> ASSIGNED TASK
Only the first line of the listing and the lines after it, up to and including the one containing "use crate::error::CoreResult;", should be retyped exactly.

> TASK DATA
===============
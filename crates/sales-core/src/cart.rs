//! # Shopping Cart
//!
//! The session-scoped cart: a merged collection of (product, quantity)
//! snapshots a customer intends to purchase.
//!
//! ## Design Notes
//! - Items are **value snapshots**, not live catalog references. The cart
//!   freezes the product's name and price at add time so the display stays
//!   consistent; checkout never trusts these snapshots and re-fetches every
//!   product by id before doing anything durable.
//! - Items are unique by `product_id`: adding the same product again merges
//!   into the existing line instead of appending a duplicate.
//! - The cart total is a display estimate only. The authoritative prices are
//!   captured at checkout time from a fresh catalog read.
//! - The cart is never persisted; it is cleared exactly once checkout
//!   succeeds.

use serde::{Deserialize, Serialize};

use crate::error::CoreResult;
use crate::money::Money;
use crate::types::Product;
use crate::validation::validate_quantity;

// =============================================================================
// Cart Item
// =============================================================================

/// One entry in the shopping cart: a product snapshot plus a quantity.
///
/// The quantity is only ever incremented (repeat adds of the same product);
/// there is no per-item decrement, the cart is cleared wholesale instead.
#[derive(Debug, Clone, PartialEq, Eq, Serialize, Deserialize)]
pub struct CartItem {
    /// Catalog id of the product (used by checkout to re-fetch fresh state).
    pub product_id: i64,

    /// Product name at time of adding (frozen, display only).
    pub name: String,

    /// Manufacturer at time of adding (frozen, display only).
    pub manufacturer: String,

    /// Price in cents at time of adding (frozen, display estimate only).
    pub unit_price_cents: i64,

    /// Units of this product in the cart. Always positive.
    pub quantity: i64,
}

impl CartItem {
    /// Creates a cart item by snapshotting a product.
    pub fn from_product(product: &Product, quantity: i64) -> Self {
        CartItem {
            product_id: product.id,
            name: product.name.clone(),
            manufacturer: product.manufacturer.clone(),
            unit_price_cents: product.price_cents,
            quantity,
        }
    }

    /// Line total in cents (snapshot price × quantity).
    #[inline]
    pub fn line_total_cents(&self) -> i64 {
        self.unit_price_cents * self.quantity
    }

    /// Line total as Money.
    #[inline]
    pub fn line_total(&self) -> Money {
        Money::from_cents(self.line_total_cents())
    }
}

// =============================================================================
// Cart
// =============================================================================

/// The shopping cart.
///
/// ## Invariants
/// - Items are unique by `product_id`
/// - Every item quantity is positive
/// - Insertion order is preserved (it matters for display, not for totals)
#[derive(Debug, Clone, Default, Serialize, Deserialize)]
pub struct Cart {
    items: Vec<CartItem>,
}

impl Cart {
    /// Creates a new empty cart.
    pub fn new() -> Self {
        Cart { items: Vec::new() }
    }

    /// Adds a product to the cart, merging with an existing entry for the
    /// same product id.
    ///
    /// The quantity must be positive; the caller supplies it as-is and the
    /// cart does not re-derive it. Rejections leave the cart untouched.
    pub fn add_item(&mut self, product: &Product, quantity: i64) -> CoreResult<()> {
        validate_quantity(quantity)?;

        if let Some(item) = self
            .items
            .iter_mut()
            .find(|i| i.product_id == product.id)
        {
            item.quantity += quantity;
            return Ok(());
        }

        self.items.push(CartItem::from_product(product, quantity));
        Ok(())
    }

    /// Returns the current ordered collection of cart items.
    ///
    /// Reflects every add since the last clear.
    pub fn items(&self) -> &[CartItem] {
        &self.items
    }

    /// Cart total in cents, from the cached snapshots.
    ///
    /// This may be stale relative to the catalog; checkout re-validates
    /// against fresh data, so this value is only a display estimate.
    pub fn total_cents(&self) -> i64 {
        self.items.iter().map(CartItem::line_total_cents).sum()
    }

    /// Cart total as Money.
    pub fn total(&self) -> Money {
        Money::from_cents(self.total_cents())
    }

    /// Empties the cart. Called only after checkout fully commits (or when
    /// the operator explicitly abandons the session).
    pub fn clear(&mut self) {
        self.items.clear();
    }

    /// Checks if the cart is empty.
    pub fn is_empty(&self) -> bool {
        self.items.is_empty()
    }

    /// Number of unique items in the cart.
    pub fn item_count(&self) -> usize {
        self.items.len()
    }

    /// Total quantity across all items.
    pub fn total_quantity(&self) -> i64 {
        self.items.iter().map(|i| i.quantity).sum()
    }
}

// =============================================================================
// Unit Tests
// =============================================================================

#[cfg(test)]
mod tests {
    use super::*;
    use crate::error::CoreError;

    fn test_product(id: i64, price_cents: i64) -> Product {
        let mut product = Product::new(
            format!("Product {}", id),
            "Smart Sales Test Co",
            price_cents,
            100,
        );
        product.id = id;
        product
    }

    #[test]
    fn test_cart_add_item() {
        let mut cart = Cart::new();
        let product = test_product(1, 999); // $9.99

        cart.add_item(&product, 2).unwrap();

        assert_eq!(cart.item_count(), 1);
        assert_eq!(cart.total_quantity(), 2);
        assert_eq!(cart.total_cents(), 1998); // $19.98
    }

    #[test]
    fn test_cart_add_same_product_merges() {
        let mut cart = Cart::new();
        let product = test_product(1, 999);

        cart.add_item(&product, 2).unwrap();
        cart.add_item(&product, 3).unwrap();
        cart.add_item(&product, 4).unwrap();

        // Still one unique item, quantity is the sum of all adds.
        assert_eq!(cart.item_count(), 1);
        assert_eq!(cart.items()[0].quantity, 9);
    }

    #[test]
    fn test_cart_total_over_mixed_items() {
        let mut cart = Cart::new();
        cart.add_item(&test_product(2, 2499), 5).unwrap();
        cart.add_item(&test_product(3, 3999), 2).unwrap();

        // 5 × $24.99 + 2 × $39.99 = $204.93
        assert_eq!(cart.total_cents(), 20493);
        assert_eq!(cart.total().to_string(), "$204.93");
    }

    #[test]
    fn test_cart_rejects_non_positive_quantity() {
        let mut cart = Cart::new();
        let product = test_product(1, 999);

        let err = cart.add_item(&product, 0).unwrap_err();
        assert!(matches!(err, CoreError::Validation(_)));

        let err = cart.add_item(&product, -3).unwrap_err();
        assert!(matches!(err, CoreError::Validation(_)));

        assert!(cart.is_empty());
    }

    #[test]
    fn test_cart_snapshot_survives_catalog_price_change() {
        let mut cart = Cart::new();
        let mut product = test_product(1, 999);

        cart.add_item(&product, 1).unwrap();
        product.price_cents = 1999;

        // The cart displays the price as of add time.
        assert_eq!(cart.items()[0].unit_price_cents, 999);
    }

    #[test]
    fn test_cart_clear() {
        let mut cart = Cart::new();
        cart.add_item(&test_product(1, 999), 2).unwrap();
        assert!(!cart.is_empty());

        cart.clear();
        assert!(cart.is_empty());
        assert_eq!(cart.total_cents(), 0);
    }
}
===============
> RESPONSE TO THIS EXERCISE
filename crates/sales-core/src/cart.rs
//! # Shopping Cart
//!
//! The session-scoped cart: a merged collection of (product, quantity)
//! snapshots a customer intends to purchase.
//!
//! ## Design Notes
//! - Items are **value snapshots**, not live catalog references. The cart
//!   freezes the product's name and price at add time so the display stays
//!   consistent; checkout never trusts these snapshots and re-fetches every
//!   product by id before doing anything durable.
//! - Items are unique by `product_id`: adding the same product again merges
//!   into the existing line instead of appending a duplicate.
//! - The cart total is a display estimate only. The authoritative prices are
//!   captured at checkout time from a fresh catalog read.
//! - The cart is never persisted; it is cleared exactly once checkout
//!   succeeds.

use serde::{Deserialize, Serialize};

use crate::error::CoreResult;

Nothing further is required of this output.